6. Secure Payment Gateways
Online payment is a very sensitive and risky part of any eCommerce platform. Get it wrong and you risk losing reputation, clients, and money.
This is because payment processing is complicated and a big liability, so only large companies can afford to do it by themselves on-site. The rest uses third-party systems called payment gateways. These systems collect the credit card data and process transactions for a commission or/and a service fee.
Such systems can also be a source of vulnerability, so it is best to use only well-established solutions with an excellent reputation.
7. Perform security scans
You can and should scan your website for viruses and vulnerabilities. Firstly, in many cases, it takes time before people find out their website has already been infected and it is best to find out sooner rather than later.
According to IBM, it takes 280 days on average to discover a breach. Secondly, it pays to discover your system vulnerabilities before attackers do so that you can prevent bad things. There are numerous tools that will help you perform security scans, like Sucuri, for instance.
8. Minimize data
It is important to keep in mind that data is a liability and the fewer liabilities you have, the better. To achieve this you can apply the data minimization principle, which implies that you should be collecting and storing only that data that is absolutely necessary.
Data minimization is part of the General Data Protection Regulation (GDPR) that applies to EU residents. However, even if you are not living in the EU or working with the EU clientele, data minimization is a security best practice.

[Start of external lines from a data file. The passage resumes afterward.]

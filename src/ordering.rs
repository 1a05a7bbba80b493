// Copyright (C) 2023 Dheatly23
//
// This program is free software: you can redistribute it and/or modify
// it under the terms of the GNU General Public License as published by
// the Free Software Foundation, either version 3 of the License, or
// (at your option) any later version.
//
// This program is distributed in the hope that it will be useful,
// but WITHOUT ANY WARRANTY; without even the implied warranty of
// MERCHANTABILITY or FITNESS FOR A PARTICULAR PURPOSE.  See the
// GNU General Public License for more details.
//
// You should have received a copy of the GNU General Public License
// along with this program.  If not, see <https://www.gnu.org/licenses/>.

use std::fs::{read_to_string, File};
use std::io::{BufWriter, Write};
use std::path::Path;

use crate::error::{Error, Result};

/// Parses ordering text, one integer per line.
///
/// Leading and trailing whitespace of the whole text is ignored.
pub fn parse_ordering(text: &str) -> Result<Vec<usize>> {
    let text = text.trim();
    if text.is_empty() {
        return Ok(Vec::new());
    }

    text.lines()
        .enumerate()
        .map(|(i, l)| {
            l.trim().parse().map_err(|e| Error::Ordering {
                line: i + 1,
                reason: format!("{e} ({l:?})"),
            })
        })
        .collect()
}

/// Reads an ordering file. See [parse_ordering].
pub fn read_ordering(path: impl AsRef<Path>) -> Result<Vec<usize>> {
    parse_ordering(&read_to_string(path)?)
}

/// Writes an ordering file, one integer per line.
pub fn write_ordering(path: impl AsRef<Path>, ordering: &[usize]) -> Result<()> {
    let mut f = BufWriter::new(File::create(path)?);
    for i in ordering {
        writeln!(f, "{i}")?;
    }
    f.flush()?;
    Ok(())
}

#[cfg(test)]
mod tests {
    use super::*;

    #[test]
    fn test_parse() {
        assert_eq!(parse_ordering("3\n1\n0\n2\n").unwrap(), vec![3, 1, 0, 2]);
        assert_eq!(parse_ordering("\n 3 \r\n1\n\n").unwrap(), vec![3, 1]);
        assert_eq!(parse_ordering("  \n").unwrap(), Vec::<usize>::new());
    }

    #[test]
    fn test_parse_error_line() {
        match parse_ordering("0\n1\nx\n3") {
            Err(Error::Ordering { line, .. }) => assert_eq!(line, 3),
            r => panic!("Unexpected result {r:?}"),
        }
        match parse_ordering("0\n\n1") {
            Err(Error::Ordering { line, .. }) => assert_eq!(line, 2),
            r => panic!("Unexpected result {r:?}"),
        }
        assert!(parse_ordering("-1").is_err());
    }

    #[test]
    fn test_file() {
        let dir = tempfile::tempdir().unwrap();
        let path = dir.path().join("order.txt");

        write_ordering(&path, &[2, 0, 1]).unwrap();
        assert_eq!(read_to_string(&path).unwrap(), "2\n0\n1\n");
        assert_eq!(read_ordering(&path).unwrap(), vec![2, 0, 1]);
    }

    #[test]
    fn test_missing_file() {
        let dir = tempfile::tempdir().unwrap();
        assert!(matches!(
            read_ordering(dir.path().join("nope.txt")),
            Err(Error::Io(_))
        ));
    }
}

To minimize data ask yourself these important questions about the data you are collecting:
- Is it adequate? Meaning that this data is sufficient for your business purposes.
- Is it relevant? Or in other words, does this data help fulfill your purpose?
- Is it limited to what is necessary? What can you do without?
How to Apply This to Your Business
eCommerce growth and cybercrime go hand-in-hand. It is a great time to launch an online store, but you need to cover all your security bases first. Choosing the best and the most secure approach to eCommerce development is a good place to start.
Then, if you follow eCommerce security best practices and commit to checking back on them on a regular basis, you are set for success.